YOUR TASK
Respond with nothing but the number of lines in this data that include the word "pasting".

⟨

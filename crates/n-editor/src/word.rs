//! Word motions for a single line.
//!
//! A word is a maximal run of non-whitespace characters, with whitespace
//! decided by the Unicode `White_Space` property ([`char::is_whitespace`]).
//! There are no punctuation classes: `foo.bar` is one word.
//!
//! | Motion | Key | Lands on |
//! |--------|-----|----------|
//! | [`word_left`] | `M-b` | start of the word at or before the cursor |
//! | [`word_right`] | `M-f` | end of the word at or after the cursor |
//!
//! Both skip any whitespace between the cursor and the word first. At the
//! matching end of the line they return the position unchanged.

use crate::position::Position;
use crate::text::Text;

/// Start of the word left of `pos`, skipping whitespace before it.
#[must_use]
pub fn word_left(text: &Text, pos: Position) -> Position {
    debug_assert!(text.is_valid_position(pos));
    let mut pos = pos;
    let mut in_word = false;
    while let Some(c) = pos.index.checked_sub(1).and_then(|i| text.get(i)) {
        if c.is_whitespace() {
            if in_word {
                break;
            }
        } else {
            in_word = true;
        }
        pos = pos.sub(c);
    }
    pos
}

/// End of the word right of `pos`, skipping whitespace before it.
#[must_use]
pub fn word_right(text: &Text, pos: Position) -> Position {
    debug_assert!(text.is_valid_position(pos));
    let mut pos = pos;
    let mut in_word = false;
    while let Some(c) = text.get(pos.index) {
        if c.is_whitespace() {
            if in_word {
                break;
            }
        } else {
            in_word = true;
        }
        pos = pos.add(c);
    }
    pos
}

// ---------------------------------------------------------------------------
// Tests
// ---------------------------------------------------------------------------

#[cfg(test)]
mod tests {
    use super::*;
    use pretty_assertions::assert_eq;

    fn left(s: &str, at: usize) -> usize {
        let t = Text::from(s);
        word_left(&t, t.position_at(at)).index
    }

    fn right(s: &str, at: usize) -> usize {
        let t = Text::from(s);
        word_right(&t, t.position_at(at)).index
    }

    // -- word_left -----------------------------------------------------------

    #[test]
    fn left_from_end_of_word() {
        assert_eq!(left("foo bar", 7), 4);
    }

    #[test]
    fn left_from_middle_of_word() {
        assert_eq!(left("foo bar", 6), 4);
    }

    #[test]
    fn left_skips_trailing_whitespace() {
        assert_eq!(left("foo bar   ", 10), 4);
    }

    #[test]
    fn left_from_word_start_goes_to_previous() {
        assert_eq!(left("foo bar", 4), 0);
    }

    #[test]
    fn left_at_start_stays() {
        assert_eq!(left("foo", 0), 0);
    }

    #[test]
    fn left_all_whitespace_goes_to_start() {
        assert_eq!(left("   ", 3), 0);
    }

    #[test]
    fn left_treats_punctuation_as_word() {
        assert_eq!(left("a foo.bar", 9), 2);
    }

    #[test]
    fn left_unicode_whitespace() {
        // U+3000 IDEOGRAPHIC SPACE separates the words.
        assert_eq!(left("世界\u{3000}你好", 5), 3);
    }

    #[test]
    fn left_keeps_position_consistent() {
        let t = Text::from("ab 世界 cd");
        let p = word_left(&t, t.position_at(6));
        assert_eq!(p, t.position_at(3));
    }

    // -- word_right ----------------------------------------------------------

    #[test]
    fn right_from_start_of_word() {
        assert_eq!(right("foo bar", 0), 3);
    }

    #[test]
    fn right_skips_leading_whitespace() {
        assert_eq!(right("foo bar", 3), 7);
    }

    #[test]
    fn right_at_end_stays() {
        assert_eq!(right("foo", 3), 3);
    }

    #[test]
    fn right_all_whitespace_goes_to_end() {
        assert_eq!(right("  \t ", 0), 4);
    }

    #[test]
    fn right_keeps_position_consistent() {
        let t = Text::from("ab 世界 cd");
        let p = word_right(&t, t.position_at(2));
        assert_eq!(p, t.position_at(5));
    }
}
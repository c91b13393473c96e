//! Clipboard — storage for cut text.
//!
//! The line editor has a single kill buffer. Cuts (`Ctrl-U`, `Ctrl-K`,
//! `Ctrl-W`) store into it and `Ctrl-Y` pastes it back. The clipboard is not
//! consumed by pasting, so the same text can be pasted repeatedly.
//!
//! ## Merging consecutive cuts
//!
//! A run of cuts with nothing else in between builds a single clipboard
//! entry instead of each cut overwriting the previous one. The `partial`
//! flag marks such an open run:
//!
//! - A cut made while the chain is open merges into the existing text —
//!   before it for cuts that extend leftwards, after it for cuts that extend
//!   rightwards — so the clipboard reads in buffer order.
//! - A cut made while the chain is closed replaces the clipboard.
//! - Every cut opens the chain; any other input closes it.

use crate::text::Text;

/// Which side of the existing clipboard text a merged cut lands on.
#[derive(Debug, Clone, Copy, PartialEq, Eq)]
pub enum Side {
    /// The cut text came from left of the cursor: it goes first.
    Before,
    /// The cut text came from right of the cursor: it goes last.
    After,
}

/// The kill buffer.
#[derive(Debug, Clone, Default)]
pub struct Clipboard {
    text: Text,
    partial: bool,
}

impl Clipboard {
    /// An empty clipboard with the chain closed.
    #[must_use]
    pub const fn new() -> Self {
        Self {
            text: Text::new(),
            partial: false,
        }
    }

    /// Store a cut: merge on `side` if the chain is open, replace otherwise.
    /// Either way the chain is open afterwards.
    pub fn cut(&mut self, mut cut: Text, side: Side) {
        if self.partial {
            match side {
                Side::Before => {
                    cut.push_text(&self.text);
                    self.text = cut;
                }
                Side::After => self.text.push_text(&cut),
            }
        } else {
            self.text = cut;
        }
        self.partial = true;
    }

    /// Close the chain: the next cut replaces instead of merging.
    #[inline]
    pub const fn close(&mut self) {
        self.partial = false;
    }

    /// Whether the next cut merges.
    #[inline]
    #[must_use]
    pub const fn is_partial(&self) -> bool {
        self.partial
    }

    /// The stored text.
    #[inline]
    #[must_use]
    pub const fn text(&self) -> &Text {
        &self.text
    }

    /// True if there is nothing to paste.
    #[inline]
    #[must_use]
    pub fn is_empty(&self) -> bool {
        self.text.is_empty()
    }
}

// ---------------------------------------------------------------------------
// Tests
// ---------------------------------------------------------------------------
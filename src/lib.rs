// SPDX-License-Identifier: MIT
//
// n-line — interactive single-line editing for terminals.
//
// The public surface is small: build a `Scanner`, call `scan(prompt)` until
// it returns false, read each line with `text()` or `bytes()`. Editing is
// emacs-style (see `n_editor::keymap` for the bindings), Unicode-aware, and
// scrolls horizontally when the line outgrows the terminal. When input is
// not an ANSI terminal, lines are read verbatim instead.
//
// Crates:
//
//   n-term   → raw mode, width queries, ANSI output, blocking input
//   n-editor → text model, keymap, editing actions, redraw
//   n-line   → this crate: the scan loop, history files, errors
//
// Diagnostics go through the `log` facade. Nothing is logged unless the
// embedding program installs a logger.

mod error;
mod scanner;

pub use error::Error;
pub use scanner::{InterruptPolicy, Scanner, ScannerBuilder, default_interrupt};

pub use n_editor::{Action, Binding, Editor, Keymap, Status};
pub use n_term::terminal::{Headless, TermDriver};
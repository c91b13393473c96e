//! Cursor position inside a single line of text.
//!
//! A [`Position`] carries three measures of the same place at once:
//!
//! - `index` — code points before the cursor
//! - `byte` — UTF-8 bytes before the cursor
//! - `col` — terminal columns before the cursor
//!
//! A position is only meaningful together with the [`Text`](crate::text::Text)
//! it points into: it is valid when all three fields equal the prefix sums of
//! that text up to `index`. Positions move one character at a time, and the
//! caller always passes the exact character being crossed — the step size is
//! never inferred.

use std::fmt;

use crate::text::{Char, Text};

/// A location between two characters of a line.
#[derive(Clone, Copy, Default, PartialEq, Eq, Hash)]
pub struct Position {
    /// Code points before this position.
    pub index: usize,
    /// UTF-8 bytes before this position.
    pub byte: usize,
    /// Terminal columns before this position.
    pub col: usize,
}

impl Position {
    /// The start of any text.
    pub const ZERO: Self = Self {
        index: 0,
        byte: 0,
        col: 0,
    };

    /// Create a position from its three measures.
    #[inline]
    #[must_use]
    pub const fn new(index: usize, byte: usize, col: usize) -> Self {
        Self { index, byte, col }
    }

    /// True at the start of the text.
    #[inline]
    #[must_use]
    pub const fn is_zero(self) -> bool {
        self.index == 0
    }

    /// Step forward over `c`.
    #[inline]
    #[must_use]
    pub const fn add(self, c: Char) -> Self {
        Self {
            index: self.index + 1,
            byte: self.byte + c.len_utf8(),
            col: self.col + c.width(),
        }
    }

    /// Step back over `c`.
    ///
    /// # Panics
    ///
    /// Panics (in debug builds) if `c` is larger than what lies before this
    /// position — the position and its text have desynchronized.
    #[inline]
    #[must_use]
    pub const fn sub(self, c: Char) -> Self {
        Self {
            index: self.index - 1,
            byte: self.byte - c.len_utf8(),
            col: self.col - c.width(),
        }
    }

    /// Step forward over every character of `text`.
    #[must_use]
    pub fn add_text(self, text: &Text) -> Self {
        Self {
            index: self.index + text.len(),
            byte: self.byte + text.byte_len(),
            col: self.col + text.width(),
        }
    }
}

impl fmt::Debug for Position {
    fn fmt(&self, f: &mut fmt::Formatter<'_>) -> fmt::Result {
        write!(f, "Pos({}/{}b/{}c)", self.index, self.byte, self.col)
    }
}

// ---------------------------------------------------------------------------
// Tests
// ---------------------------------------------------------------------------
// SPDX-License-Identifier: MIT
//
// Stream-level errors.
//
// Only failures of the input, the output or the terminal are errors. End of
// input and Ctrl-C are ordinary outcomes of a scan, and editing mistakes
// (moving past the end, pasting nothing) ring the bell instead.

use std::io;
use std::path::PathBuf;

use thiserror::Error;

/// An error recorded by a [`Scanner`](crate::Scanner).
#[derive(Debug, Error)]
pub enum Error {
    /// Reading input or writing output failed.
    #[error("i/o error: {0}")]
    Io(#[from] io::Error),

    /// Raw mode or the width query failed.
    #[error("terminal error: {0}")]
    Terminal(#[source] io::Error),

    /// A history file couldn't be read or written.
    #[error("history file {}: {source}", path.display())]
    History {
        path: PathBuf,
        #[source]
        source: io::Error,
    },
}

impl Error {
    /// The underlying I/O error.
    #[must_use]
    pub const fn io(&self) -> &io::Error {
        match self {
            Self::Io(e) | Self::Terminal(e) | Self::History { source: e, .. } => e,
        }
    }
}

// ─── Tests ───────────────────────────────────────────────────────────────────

⟩
⟨

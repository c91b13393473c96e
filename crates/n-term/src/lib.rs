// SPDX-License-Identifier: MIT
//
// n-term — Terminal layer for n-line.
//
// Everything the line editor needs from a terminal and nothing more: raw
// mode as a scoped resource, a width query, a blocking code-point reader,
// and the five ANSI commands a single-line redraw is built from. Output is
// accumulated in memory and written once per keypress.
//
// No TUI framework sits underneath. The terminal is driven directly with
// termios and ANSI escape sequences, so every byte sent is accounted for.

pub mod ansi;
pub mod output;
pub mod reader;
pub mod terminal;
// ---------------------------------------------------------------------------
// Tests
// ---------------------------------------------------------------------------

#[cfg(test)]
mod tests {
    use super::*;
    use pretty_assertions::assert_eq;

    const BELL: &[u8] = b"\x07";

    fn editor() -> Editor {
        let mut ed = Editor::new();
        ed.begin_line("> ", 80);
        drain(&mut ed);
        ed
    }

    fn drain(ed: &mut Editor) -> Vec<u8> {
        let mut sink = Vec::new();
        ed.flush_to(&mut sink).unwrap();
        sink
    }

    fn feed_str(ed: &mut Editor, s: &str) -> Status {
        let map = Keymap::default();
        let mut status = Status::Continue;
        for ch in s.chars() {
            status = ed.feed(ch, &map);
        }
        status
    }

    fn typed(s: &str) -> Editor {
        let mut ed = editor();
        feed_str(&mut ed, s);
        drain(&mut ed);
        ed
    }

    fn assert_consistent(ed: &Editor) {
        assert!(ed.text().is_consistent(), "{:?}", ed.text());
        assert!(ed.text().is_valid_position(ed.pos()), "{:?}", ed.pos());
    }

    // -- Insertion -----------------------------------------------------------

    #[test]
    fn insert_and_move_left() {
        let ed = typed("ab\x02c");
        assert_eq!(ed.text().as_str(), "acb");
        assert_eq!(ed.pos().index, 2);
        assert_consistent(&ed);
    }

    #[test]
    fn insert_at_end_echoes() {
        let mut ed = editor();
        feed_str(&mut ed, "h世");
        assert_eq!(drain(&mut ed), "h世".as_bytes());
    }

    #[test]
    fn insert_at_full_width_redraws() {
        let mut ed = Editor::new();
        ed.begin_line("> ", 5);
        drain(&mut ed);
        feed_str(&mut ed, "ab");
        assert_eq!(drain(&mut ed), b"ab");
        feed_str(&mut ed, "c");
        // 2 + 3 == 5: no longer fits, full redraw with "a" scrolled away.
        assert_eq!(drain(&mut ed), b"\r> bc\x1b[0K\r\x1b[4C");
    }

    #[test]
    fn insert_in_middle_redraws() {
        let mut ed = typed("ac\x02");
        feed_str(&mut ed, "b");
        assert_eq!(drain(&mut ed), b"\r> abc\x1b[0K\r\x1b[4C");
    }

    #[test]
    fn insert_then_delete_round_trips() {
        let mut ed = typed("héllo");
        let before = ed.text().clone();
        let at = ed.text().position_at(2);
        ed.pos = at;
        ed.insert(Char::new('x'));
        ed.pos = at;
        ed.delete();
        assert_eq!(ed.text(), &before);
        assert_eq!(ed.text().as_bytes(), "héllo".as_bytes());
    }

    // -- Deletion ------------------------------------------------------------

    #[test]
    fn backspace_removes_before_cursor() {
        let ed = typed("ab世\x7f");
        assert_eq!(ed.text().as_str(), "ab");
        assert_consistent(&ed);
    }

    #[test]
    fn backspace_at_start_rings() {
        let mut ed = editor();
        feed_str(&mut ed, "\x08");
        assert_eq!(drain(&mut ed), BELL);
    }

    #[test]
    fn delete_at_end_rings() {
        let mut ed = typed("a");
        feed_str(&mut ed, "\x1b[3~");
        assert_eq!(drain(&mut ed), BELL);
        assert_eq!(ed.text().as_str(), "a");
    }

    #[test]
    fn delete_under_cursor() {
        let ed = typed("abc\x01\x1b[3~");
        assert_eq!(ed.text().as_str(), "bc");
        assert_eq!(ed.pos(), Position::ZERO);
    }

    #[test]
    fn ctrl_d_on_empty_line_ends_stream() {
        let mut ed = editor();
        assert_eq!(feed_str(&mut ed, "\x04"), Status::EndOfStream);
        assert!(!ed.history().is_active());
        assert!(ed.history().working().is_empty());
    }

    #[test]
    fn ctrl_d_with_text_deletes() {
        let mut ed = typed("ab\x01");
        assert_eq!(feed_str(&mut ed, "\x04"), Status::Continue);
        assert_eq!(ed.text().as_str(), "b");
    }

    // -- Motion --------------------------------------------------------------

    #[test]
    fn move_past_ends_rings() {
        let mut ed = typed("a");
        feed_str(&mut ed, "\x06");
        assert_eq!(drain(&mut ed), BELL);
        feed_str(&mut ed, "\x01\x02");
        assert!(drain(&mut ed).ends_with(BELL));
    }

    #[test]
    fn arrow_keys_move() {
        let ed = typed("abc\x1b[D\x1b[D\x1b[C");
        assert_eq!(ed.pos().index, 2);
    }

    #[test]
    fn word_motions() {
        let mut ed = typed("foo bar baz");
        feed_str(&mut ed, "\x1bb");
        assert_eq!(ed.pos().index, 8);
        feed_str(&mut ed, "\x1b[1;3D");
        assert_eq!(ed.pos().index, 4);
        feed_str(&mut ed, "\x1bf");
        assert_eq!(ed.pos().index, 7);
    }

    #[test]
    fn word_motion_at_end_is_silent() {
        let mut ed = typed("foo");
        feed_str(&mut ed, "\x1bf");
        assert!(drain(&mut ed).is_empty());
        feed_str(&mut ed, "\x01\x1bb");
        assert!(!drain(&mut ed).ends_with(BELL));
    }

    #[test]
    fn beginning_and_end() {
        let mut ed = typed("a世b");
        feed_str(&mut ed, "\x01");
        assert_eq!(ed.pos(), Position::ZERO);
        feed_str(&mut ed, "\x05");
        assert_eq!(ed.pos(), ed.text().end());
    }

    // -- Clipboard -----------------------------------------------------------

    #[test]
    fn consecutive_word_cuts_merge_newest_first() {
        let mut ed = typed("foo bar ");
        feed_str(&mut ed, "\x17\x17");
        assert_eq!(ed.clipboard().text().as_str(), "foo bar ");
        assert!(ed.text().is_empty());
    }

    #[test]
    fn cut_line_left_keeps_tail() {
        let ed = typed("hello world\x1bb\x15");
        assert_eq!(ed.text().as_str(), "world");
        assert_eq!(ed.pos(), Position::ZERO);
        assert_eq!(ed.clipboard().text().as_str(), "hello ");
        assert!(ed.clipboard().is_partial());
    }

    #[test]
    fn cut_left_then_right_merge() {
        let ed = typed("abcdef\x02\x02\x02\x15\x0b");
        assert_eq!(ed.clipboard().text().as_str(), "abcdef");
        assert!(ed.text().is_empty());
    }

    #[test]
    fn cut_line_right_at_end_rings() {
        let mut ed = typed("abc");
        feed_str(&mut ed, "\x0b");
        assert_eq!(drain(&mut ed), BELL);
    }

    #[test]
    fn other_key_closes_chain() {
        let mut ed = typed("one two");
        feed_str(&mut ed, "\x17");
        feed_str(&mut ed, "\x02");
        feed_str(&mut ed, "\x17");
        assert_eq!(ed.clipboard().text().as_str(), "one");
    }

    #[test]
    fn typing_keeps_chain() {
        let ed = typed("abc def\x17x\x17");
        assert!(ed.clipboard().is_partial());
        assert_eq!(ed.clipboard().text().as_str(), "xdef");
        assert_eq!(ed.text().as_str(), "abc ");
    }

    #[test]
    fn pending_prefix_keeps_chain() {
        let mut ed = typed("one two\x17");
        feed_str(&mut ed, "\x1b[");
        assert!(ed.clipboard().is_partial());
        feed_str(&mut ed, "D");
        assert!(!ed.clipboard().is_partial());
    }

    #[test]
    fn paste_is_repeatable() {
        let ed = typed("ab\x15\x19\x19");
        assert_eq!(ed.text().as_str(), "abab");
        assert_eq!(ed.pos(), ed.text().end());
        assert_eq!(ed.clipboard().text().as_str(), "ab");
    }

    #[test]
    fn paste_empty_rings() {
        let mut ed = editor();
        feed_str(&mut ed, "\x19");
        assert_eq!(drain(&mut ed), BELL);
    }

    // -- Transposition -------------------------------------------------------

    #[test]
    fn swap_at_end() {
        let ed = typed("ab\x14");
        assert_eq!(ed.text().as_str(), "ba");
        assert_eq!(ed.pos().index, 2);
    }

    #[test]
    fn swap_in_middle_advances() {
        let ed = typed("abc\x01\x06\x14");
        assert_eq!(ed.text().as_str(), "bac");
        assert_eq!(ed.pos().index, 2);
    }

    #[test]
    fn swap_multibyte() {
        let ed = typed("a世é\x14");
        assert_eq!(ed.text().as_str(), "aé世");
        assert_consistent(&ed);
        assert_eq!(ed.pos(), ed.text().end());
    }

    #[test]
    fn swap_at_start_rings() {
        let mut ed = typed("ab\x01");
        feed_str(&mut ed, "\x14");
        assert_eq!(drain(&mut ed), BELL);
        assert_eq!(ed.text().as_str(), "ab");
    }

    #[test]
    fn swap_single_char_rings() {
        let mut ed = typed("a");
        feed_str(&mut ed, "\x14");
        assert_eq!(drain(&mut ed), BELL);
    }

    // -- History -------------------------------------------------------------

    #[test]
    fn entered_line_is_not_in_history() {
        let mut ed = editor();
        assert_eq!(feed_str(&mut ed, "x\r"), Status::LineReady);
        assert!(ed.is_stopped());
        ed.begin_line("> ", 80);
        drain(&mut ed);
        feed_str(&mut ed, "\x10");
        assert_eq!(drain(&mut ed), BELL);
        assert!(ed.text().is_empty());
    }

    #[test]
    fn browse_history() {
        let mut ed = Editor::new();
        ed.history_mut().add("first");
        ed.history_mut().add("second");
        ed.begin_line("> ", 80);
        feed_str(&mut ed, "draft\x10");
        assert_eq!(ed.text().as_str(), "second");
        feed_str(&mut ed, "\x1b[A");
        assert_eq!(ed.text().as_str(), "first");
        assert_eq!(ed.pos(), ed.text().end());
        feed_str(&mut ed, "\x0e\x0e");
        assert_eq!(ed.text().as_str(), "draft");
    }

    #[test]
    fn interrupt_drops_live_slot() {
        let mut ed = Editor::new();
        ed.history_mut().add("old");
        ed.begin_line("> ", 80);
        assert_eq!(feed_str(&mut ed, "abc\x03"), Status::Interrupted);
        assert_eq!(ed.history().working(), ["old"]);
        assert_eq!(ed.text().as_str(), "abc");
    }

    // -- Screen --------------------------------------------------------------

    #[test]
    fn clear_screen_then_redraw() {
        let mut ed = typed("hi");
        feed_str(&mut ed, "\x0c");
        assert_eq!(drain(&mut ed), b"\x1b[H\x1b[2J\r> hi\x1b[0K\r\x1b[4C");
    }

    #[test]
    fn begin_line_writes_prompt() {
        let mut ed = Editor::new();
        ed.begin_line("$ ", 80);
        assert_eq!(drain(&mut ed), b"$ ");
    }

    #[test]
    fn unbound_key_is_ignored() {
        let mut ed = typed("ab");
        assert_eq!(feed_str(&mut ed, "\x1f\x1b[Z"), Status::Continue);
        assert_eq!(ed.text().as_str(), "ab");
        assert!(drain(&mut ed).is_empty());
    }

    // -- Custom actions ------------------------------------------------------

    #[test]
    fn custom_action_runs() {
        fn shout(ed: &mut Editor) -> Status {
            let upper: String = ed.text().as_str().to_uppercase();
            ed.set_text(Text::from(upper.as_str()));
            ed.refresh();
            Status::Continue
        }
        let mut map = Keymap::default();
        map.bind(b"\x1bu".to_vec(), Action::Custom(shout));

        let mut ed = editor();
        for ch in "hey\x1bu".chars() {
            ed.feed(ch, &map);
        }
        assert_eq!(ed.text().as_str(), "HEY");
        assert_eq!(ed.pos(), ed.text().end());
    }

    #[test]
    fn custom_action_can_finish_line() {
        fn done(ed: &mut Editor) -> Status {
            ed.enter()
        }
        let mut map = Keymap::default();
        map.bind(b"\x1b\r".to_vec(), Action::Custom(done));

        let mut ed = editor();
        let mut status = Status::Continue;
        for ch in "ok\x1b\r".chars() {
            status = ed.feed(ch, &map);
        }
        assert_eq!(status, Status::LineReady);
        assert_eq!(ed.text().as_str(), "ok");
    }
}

⟩
⟨

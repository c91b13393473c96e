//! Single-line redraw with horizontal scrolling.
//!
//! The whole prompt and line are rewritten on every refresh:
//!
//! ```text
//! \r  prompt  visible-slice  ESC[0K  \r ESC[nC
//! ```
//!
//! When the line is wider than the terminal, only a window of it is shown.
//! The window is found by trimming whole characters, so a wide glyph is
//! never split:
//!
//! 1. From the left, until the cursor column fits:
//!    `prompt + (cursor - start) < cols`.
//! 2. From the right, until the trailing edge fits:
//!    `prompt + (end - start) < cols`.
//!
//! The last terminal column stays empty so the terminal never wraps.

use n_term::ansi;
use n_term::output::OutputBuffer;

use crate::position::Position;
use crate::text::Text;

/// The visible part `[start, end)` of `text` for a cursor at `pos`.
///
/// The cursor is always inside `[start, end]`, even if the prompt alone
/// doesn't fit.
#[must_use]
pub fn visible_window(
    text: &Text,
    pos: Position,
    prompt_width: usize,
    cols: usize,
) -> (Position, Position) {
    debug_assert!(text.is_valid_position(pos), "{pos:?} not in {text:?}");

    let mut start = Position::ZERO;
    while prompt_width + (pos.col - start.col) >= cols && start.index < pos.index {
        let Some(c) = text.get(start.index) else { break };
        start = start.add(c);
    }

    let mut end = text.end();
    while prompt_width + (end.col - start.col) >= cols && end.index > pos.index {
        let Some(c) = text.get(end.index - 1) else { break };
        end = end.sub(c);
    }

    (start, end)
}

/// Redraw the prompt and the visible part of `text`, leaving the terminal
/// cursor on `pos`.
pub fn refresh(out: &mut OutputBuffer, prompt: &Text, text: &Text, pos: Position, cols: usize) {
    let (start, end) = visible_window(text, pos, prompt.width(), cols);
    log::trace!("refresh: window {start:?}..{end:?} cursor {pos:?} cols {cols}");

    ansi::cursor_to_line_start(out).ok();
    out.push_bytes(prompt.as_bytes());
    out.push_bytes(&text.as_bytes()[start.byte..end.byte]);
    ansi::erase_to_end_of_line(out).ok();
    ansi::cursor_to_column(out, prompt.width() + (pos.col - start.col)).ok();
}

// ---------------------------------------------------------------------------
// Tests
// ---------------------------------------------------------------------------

⟩

ANSWER TO THE PROBLEM
2